Your assignment
Check each line of the records for "derive"; collect those that have it.

Excerpted data
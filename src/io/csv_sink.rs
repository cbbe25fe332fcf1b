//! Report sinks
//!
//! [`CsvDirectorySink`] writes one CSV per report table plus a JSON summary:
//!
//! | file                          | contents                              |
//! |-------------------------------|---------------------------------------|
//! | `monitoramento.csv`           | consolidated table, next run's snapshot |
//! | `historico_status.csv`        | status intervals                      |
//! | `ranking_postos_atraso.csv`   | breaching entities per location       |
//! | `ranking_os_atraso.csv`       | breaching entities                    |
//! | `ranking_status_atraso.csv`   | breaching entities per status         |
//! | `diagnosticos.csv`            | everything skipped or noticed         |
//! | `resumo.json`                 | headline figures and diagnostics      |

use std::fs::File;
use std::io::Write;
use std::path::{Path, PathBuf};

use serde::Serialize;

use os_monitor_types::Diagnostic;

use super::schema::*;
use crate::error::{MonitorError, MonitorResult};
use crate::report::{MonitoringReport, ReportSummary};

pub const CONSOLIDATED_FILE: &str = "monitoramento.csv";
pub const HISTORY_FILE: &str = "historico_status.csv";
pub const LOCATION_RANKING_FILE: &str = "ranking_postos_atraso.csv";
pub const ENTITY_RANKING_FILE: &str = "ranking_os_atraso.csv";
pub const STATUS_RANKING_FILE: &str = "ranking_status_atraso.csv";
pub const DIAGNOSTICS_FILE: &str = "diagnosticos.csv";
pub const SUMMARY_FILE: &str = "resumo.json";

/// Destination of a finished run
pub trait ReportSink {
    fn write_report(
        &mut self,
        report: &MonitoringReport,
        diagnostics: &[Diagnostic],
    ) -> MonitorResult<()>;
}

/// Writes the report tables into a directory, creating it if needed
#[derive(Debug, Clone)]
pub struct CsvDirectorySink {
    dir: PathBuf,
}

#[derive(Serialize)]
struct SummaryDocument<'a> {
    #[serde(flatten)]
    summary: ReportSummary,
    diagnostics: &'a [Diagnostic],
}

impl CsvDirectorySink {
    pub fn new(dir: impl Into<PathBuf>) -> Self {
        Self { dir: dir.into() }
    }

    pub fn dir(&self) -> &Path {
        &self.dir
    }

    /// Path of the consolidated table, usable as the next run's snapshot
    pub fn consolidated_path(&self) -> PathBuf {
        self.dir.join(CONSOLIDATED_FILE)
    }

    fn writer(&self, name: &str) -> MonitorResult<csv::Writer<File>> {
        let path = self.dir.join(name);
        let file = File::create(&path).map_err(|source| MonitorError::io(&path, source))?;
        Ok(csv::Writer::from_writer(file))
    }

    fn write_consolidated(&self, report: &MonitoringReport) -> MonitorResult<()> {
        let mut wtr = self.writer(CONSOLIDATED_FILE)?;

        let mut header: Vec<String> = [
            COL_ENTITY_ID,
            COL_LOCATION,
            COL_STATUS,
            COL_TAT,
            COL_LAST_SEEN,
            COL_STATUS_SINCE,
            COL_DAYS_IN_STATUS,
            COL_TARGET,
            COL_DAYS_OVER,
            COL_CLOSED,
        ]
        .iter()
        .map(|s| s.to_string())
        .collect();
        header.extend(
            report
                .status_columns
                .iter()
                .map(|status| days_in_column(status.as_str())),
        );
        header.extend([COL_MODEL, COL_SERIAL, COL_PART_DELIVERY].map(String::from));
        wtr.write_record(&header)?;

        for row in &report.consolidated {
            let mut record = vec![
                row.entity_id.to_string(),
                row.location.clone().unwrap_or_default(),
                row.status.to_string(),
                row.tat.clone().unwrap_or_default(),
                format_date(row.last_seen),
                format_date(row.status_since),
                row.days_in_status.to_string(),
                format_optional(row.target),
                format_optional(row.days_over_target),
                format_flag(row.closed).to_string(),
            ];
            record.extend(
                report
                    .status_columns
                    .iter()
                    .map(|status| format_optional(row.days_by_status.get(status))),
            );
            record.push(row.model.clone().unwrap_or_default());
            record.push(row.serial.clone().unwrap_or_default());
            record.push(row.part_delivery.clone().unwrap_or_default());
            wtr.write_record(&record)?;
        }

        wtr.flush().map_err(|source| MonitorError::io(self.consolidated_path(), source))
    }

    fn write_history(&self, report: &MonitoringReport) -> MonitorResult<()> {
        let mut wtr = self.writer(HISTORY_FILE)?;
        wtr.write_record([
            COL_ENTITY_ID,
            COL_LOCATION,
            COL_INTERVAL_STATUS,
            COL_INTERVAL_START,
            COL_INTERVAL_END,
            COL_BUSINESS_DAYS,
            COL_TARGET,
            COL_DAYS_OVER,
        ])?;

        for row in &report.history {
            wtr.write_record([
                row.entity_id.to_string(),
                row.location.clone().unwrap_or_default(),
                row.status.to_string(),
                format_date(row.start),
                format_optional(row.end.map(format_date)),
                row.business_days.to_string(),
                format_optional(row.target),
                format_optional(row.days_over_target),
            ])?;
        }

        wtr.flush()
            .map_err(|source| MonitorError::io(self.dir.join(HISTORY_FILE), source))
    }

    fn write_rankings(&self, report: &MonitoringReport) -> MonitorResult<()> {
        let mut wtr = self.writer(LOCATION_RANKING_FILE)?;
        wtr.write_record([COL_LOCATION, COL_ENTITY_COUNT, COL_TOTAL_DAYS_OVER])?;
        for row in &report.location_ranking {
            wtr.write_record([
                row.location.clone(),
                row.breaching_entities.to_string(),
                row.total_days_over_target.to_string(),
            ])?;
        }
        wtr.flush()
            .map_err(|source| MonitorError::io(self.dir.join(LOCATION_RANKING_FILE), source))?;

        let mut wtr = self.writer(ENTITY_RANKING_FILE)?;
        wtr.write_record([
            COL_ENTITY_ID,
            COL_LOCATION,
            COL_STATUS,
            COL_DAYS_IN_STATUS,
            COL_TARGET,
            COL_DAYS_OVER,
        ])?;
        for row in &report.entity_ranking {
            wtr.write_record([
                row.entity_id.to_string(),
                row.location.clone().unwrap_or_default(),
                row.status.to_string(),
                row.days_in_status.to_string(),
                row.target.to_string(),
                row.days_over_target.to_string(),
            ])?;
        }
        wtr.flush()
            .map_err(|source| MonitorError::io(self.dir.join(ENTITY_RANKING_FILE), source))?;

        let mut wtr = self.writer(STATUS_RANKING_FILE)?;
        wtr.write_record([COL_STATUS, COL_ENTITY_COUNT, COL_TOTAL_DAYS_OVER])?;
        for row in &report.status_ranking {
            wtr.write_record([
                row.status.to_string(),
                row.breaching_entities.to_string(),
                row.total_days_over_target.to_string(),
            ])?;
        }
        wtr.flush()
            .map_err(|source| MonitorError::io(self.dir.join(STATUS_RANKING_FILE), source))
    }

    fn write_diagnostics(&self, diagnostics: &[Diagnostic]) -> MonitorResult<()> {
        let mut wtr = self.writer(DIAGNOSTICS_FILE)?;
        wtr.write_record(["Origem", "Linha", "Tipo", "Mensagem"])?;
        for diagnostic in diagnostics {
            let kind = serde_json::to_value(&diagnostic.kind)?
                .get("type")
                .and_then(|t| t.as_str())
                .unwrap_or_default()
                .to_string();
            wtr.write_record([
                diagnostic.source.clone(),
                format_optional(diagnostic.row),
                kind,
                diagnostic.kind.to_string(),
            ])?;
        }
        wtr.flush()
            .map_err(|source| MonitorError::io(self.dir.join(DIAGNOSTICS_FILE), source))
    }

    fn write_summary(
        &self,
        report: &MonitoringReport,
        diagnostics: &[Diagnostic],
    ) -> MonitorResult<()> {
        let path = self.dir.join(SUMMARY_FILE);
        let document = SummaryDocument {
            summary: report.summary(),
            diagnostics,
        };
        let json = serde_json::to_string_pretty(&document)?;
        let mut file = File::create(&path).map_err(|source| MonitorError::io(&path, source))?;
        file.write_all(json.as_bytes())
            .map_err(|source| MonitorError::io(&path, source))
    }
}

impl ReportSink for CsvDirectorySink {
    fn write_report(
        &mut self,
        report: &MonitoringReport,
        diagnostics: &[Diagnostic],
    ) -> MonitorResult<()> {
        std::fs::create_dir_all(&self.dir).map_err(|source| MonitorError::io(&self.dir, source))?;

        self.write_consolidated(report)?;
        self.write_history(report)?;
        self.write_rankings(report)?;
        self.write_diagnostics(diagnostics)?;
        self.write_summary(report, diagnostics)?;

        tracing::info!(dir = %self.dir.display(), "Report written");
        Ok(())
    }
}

Result
#[derive(Debug, Clone)]
#[derive(Serialize)]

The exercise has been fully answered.